[WHAT YOU ARE ASKED TO DO]
I need all of the entries printed exactly.

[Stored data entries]
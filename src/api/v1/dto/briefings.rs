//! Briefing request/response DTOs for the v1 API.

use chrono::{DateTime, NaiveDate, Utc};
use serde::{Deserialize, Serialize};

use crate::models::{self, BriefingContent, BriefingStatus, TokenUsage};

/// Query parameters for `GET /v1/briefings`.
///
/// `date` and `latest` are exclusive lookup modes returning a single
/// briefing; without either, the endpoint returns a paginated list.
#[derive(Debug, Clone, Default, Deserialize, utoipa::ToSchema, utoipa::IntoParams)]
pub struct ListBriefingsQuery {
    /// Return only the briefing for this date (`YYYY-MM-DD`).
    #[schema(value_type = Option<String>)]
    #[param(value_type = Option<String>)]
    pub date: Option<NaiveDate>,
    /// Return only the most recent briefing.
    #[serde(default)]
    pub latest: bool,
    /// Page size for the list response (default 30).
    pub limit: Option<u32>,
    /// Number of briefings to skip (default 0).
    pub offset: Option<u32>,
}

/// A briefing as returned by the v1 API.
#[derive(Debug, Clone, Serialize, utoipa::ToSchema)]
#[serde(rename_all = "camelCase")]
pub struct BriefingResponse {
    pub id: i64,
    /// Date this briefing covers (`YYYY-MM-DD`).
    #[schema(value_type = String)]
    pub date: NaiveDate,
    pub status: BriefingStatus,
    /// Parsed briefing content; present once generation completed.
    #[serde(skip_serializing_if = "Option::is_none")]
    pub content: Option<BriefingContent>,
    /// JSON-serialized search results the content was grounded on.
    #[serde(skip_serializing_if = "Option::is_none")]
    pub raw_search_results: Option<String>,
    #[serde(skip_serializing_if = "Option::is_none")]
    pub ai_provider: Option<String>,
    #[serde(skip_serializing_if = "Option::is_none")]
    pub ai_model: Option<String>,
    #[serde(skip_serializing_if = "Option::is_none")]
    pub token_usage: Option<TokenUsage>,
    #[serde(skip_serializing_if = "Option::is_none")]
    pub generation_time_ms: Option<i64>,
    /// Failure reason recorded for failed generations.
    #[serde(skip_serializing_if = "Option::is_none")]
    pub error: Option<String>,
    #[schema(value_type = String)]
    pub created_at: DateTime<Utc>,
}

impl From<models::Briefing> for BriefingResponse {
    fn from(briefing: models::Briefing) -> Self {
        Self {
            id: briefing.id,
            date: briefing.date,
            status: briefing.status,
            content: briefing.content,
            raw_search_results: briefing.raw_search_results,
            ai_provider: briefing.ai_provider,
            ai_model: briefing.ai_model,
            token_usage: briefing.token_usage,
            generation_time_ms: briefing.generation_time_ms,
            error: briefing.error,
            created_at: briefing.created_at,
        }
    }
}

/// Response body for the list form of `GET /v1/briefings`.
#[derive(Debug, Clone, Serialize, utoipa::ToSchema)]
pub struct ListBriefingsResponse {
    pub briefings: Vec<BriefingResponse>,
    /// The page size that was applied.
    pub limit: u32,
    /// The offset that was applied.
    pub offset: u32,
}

[EXERCISE ANSWER]
filename src/api/v1/dto/briefings.rs
//! Briefing request/response DTOs for the v1 API.

use chrono::{DateTime, NaiveDate, Utc};
use serde::{Deserialize, Serialize};

use crate::models::{self, BriefingContent, BriefingStatus, TokenUsage};

/// Query parameters for `GET /v1/briefings`.
///
/// `date` and `latest` are exclusive lookup modes returning a single
/// briefing; without either, the endpoint returns a paginated list.
#[derive(Debug, Clone, Default, Deserialize, utoipa::ToSchema, utoipa::IntoParams)]
pub struct ListBriefingsQuery {
    /// Return only the briefing for this date (`YYYY-MM-DD`).
    #[schema(value_type = Option<String>)]
    #[param(value_type = Option<String>)]
    pub date: Option<NaiveDate>,
    /// Return only the most recent briefing.
    #[serde(default)]
    pub latest: bool,
    /// Page size for the list response (default 30).
    pub limit: Option<u32>,
    /// Number of briefings to skip (default 0).
    pub offset: Option<u32>,
}

/// A briefing as returned by the v1 API.
#[derive(Debug, Clone, Serialize, utoipa::ToSchema)]
#[serde(rename_all = "camelCase")]
pub struct BriefingResponse {
    pub id: i64,
    /// Date this briefing covers (`YYYY-MM-DD`).
    #[schema(value_type = String)]
    pub date: NaiveDate,
    pub status: BriefingStatus,
    /// Parsed briefing content; present once generation completed.
    #[serde(skip_serializing_if = "Option::is_none")]
    pub content: Option<BriefingContent>,
    /// JSON-serialized search results the content was grounded on.
    #[serde(skip_serializing_if = "Option::is_none")]
    pub raw_search_results: Option<String>,
    #[serde(skip_serializing_if = "Option::is_none")]
    pub ai_provider: Option<String>,
    #[serde(skip_serializing_if = "Option::is_none")]
    pub ai_model: Option<String>,
    #[serde(skip_serializing_if = "Option::is_none")]
    pub token_usage: Option<TokenUsage>,
    #[serde(skip_serializing_if = "Option::is_none")]
    pub generation_time_ms: Option<i64>,
    /// Failure reason recorded for failed generations.
    #[serde(skip_serializing_if = "Option::is_none")]
    pub error: Option<String>,
    #[schema(value_type = String)]
    pub created_at: DateTime<Utc>,
}

impl From<models::Briefing> for BriefingResponse {
    fn from(briefing: models::Briefing) -> Self {
        Self {
            id: briefing.id,
            date: briefing.date,
            status: briefing.status,
            content: briefing.content,
            raw_search_results: briefing.raw_search_results,
            ai_provider: briefing.ai_provider,
            ai_model: briefing.ai_model,
            token_usage: briefing.token_usage,
            generation_time_ms: briefing.generation_time_ms,
            error: briefing.error,
            created_at: briefing.created_at,
        }
    }
}

/// Response body for the list form of `GET /v1/briefings`.
#[derive(Debug, Clone, Serialize, utoipa::ToSchema)]
pub struct ListBriefingsResponse {
    pub briefings: Vec<BriefingResponse>,
    /// The page size that was applied.
    pub limit: u32,
    /// The offset that was applied.
    pub offset: u32,
}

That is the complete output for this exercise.